IRF7-dependent IFNβ production in response to RANK facilitates medullary thymic epithelial cell development. (60.3)

Abstract

Abstract The signal transducer and activator of transcription 1 (STAT1) is an essential part of signaling cascades induced by type I and II interferons. Deficiency of STAT1 results in heightened susceptibility to infections and autoimmunity in mouse and humans. While the role of IFNγ in T cell development is well known, the role of type I interferons in thymic development has largely remained unexplored. Here we show that STAT1 and IFNAR-deficient mice harbor a defect in medullary compartment characterized by a significant reduction in self-antigen presenting, AIRE expressing medullary thymic epithelial cells.

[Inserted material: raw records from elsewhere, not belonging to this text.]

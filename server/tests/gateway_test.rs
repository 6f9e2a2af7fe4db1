//! Gateway behavior under unavailable targets: timeout racing, circuit
//! breaking, and fallback resolution. Uses scripted transports and a paused
//! clock, so no external services are touched.

use std::sync::atomic::{AtomicU32, Ordering};
use std::sync::Arc;
use std::time::Duration;

use serde_json::{json, Value};
use uuid::Uuid;

use tb_server::delegation::circuit::{CircuitBreaker, CircuitBreakerConfig, CircuitStatus};
use tb_server::delegation::fallback::{FallbackDispatcher, FallbackStrategy, ResultCache};
use tb_server::delegation::gateway::DelegationGateway;
use tb_server::delegation::queue::AsyncJobQueue;
use tb_server::delegation::transport::{DelegationRequest, Transport};
use tb_server::delegation::types::{
    Capability, DelegationError, DelegationTarget, FallbackKind, Outcome,
};
use tb_server::notify::LogBroadcaster;
use tb_server::observability::recorder::MetricsRecorder;

/// Transport that waits `delay` before answering.
#[derive(Clone)]
struct SlowTransport {
    delay: Duration,
    calls: Arc<AtomicU32>,
}

impl Transport for SlowTransport {
    async fn invoke(
        &self,
        _target: &DelegationTarget,
        _request: &DelegationRequest,
    ) -> Result<Value, DelegationError> {
        self.calls.fetch_add(1, Ordering::SeqCst);
        tokio::time::sleep(self.delay).await;
        Ok(json!({ "winners": ["remote"] }))
    }
}

/// Transport that refuses every call.
#[derive(Clone)]
struct DownTransport {
    calls: Arc<AtomicU32>,
}

impl Transport for DownTransport {
    async fn invoke(
        &self,
        _target: &DelegationTarget,
        _request: &DelegationRequest,
    ) -> Result<Value, DelegationError> {
        self.calls.fetch_add(1, Ordering::SeqCst);
        Err(DelegationError::Transport("connection refused".to_owned()))
    }
}

/// Transport that succeeds for the first `ok_calls` invocations, then fails.
#[derive(Clone)]
struct DegradingTransport {
    calls: Arc<AtomicU32>,
    ok_calls: u32,
}

impl Transport for DegradingTransport {
    async fn invoke(
        &self,
        _target: &DelegationTarget,
        _request: &DelegationRequest,
    ) -> Result<Value, DelegationError> {
        let n = self.calls.fetch_add(1, Ordering::SeqCst);
        if n < self.ok_calls {
            Ok(json!({ "report": { "entries": 412 } }))
        } else {
            Err(DelegationError::Transport("connection reset".to_owned()))
        }
    }
}

fn test_target(capability: Capability, timeout_ms: i32) -> DelegationTarget {
    DelegationTarget {
        application_id: Uuid::new_v4(),
        capability,
        endpoint: "https://bot.example/hooks/delegate".to_owned(),
        timeout_ms,
        is_async: false,
        max_attempts: 3,
        backoff_base_ms: 500,
        backoff_cap_ms: 60_000,
        signing_secret: "secret".to_owned(),
        created_at: chrono::Utc::now(),
        updated_at: chrono::Utc::now(),
    }
}

/// Gateway whose DB pool and Redis client are never connected. Only the
/// in-process paths (transport, circuit, local fallbacks, cache) run.
fn offline_gateway<T: Transport>(
    transport: T,
    cache: Arc<ResultCache>,
    register: impl FnOnce(&FallbackDispatcher),
) -> DelegationGateway<T> {
    let lazy_pool = || {
        sqlx::postgres::PgPoolOptions::new()
            .connect_lazy("postgres://localhost/unused")
            .expect("lazy pool")
    };
    let redis_config = fred::types::config::Config::from_url("redis://localhost:6379").unwrap();
    let redis = fred::clients::Client::new(redis_config, None, None, None);
    let queue = Arc::new(AsyncJobQueue::new(lazy_pool(), redis));

    let dispatcher = FallbackDispatcher::new(Arc::clone(&cache), lazy_pool(), Arc::clone(&queue));
    register(&dispatcher);

    let (metrics, _rx) = MetricsRecorder::channel(64);
    DelegationGateway::new(
        lazy_pool(),
        transport,
        Arc::new(CircuitBreaker::new(CircuitBreakerConfig::default())),
        Arc::new(dispatcher),
        cache,
        queue,
        metrics,
        Arc::new(LogBroadcaster),
    )
}

#[tokio::test(start_paused = true)]
async fn slow_target_resolves_through_fallback_at_the_deadline() {
    let calls = Arc::new(AtomicU32::new(0));
    let transport = SlowTransport {
        delay: Duration::from_millis(500),
        calls: Arc::clone(&calls),
    };
    let gateway = offline_gateway(transport, Arc::new(ResultCache::new()), |d| {
        d.register(
            Capability::WinnerSelection,
            FallbackStrategy::DefaultBehavior(Arc::new(|_ctx| Ok(json!({ "degraded": true })))),
        );
    });

    let target = test_target(Capability::WinnerSelection, 100);
    let started = tokio::time::Instant::now();
    let outcome = gateway.call(&target, json!({})).await.unwrap();
    let elapsed = started.elapsed();

    // Resolved at the 100ms deadline, not the transport's 500ms
    assert!(elapsed >= Duration::from_millis(100));
    assert!(elapsed < Duration::from_millis(500));
    assert!(matches!(
        outcome,
        Outcome::Fallback { strategy: FallbackKind::DefaultBehavior, .. }
    ));
    assert_eq!(calls.load(Ordering::SeqCst), 1);
}

#[tokio::test(start_paused = true)]
async fn open_circuit_short_circuits_without_invoking_the_target() {
    let calls = Arc::new(AtomicU32::new(0));
    let transport = DownTransport {
        calls: Arc::clone(&calls),
    };
    let gateway = offline_gateway(transport, Arc::new(ResultCache::new()), |d| {
        d.register(
            Capability::WinnerSelection,
            FallbackStrategy::DefaultBehavior(Arc::new(|_ctx| Ok(json!({ "degraded": true })))),
        );
    });

    let target = test_target(Capability::WinnerSelection, 100);
    for _ in 0..5 {
        let outcome = gateway.call(&target, json!({})).await.unwrap();
        assert!(matches!(outcome, Outcome::Fallback { .. }));
    }
    assert_eq!(calls.load(Ordering::SeqCst), 5);

    // Circuit is now open; the sixth call must not reach the transport
    let outcome = gateway.call(&target, json!({})).await.unwrap();
    assert!(matches!(outcome, Outcome::Fallback { .. }));
    assert_eq!(calls.load(Ordering::SeqCst), 5);
}

#[tokio::test(start_paused = true)]
async fn successful_result_feeds_the_cached_fallback() {
    let calls = Arc::new(AtomicU32::new(0));
    let transport = DegradingTransport {
        calls: Arc::clone(&calls),
        ok_calls: 1,
    };
    let cache = Arc::new(ResultCache::new());
    let gateway = offline_gateway(transport, Arc::clone(&cache), |d| {
        d.register(
            Capability::AnalyticsReport,
            FallbackStrategy::CachedResult {
                freshness: Duration::from_secs(300),
            },
        );
    });

    let target = test_target(Capability::AnalyticsReport, 100);

    let first = gateway.call(&target, json!({})).await.unwrap();
    let Outcome::Delegated { data } = first else {
        panic!("expected delegated outcome");
    };
    assert_eq!(data["report"]["entries"], 412);

    // Target now fails; the last good result answers from the cache
    let second = gateway.call(&target, json!({})).await.unwrap();
    let Outcome::Fallback { strategy, data } = second else {
        panic!("expected fallback outcome");
    };
    assert_eq!(strategy, FallbackKind::CachedResult);
    assert_eq!(data["report"]["entries"], 412);
}

#[tokio::test(start_paused = true)]
async fn recovered_target_recloses_the_circuit() {
    let calls = Arc::new(AtomicU32::new(0));
    // Fails 5 times to open the circuit, then recovers
    let transport = RecoveringTransport {
        calls: Arc::clone(&calls),
        fail_calls: 5,
    };
    let gateway = offline_gateway(transport, Arc::new(ResultCache::new()), |d| {
        d.register(
            Capability::WinnerSelection,
            FallbackStrategy::DefaultBehavior(Arc::new(|_ctx| Ok(json!({ "degraded": true })))),
        );
    });

    let target = test_target(Capability::WinnerSelection, 100);
    for _ in 0..5 {
        gateway.call(&target, json!({})).await.unwrap();
    }
    assert_eq!(
        gateway_status(&gateway, &target),
        Some(CircuitStatus::Open)
    );

    // After the recovery timeout, trial calls succeed and reclose the circuit
    tokio::time::advance(Duration::from_secs(61)).await;
    for _ in 0..3 {
        let outcome = gateway.call(&target, json!({})).await.unwrap();
        assert!(matches!(outcome, Outcome::Delegated { .. }));
    }
    assert_eq!(
        gateway_status(&gateway, &target),
        Some(CircuitStatus::Closed)
    );
}

/// Transport that fails for the first `fail_calls` invocations, then recovers.
#[derive(Clone)]
struct RecoveringTransport {
    calls: Arc<AtomicU32>,
    fail_calls: u32,
}

impl Transport for RecoveringTransport {
    async fn invoke(
        &self,
        _target: &DelegationTarget,
        _request: &DelegationRequest,
    ) -> Result<Value, DelegationError> {
        let n = self.calls.fetch_add(1, Ordering::SeqCst);
        if n < self.fail_calls {
            Err(DelegationError::Transport("connection refused".to_owned()))
        } else {
            Ok(json!({ "winners": ["remote"] }))
        }
    }
}

fn gateway_status<T: Transport>(
    gateway: &DelegationGateway<T>,
    target: &DelegationTarget,
) -> Option<CircuitStatus> {
    gateway.breaker().snapshot(target.key()).map(|s| s.status)
}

Using a novel reporter mouse we demonstrate that constitutive IFNAR signaling is taking place in the thymic medulla in the absence of any infection or inflammatory signals. In addition, we found that RANK stimulation in thymic stromal cells results in the upregulation of IFNβ which in turn is inhibits RANK signaling thereby facilitating AIRE expression. Finally, we show that IRF7 is required for the induction of IFNβ by RANKL, and that IRF7-, but not IRF3-deficient mice display a defect in thymic architecture and medullary thymic epithelial cell differentiation similar to that observed in IFNAR- or STAT1-deficient animals. These results illustrate that a spatially and temporally coordinated crosstalk between the RANKL/RANK signaling pathway and the IRF7/IFNβ/IFNAR/STAT1 axis is essential for the differentiation of AIRE-expressing medullary thymic epithelial cells.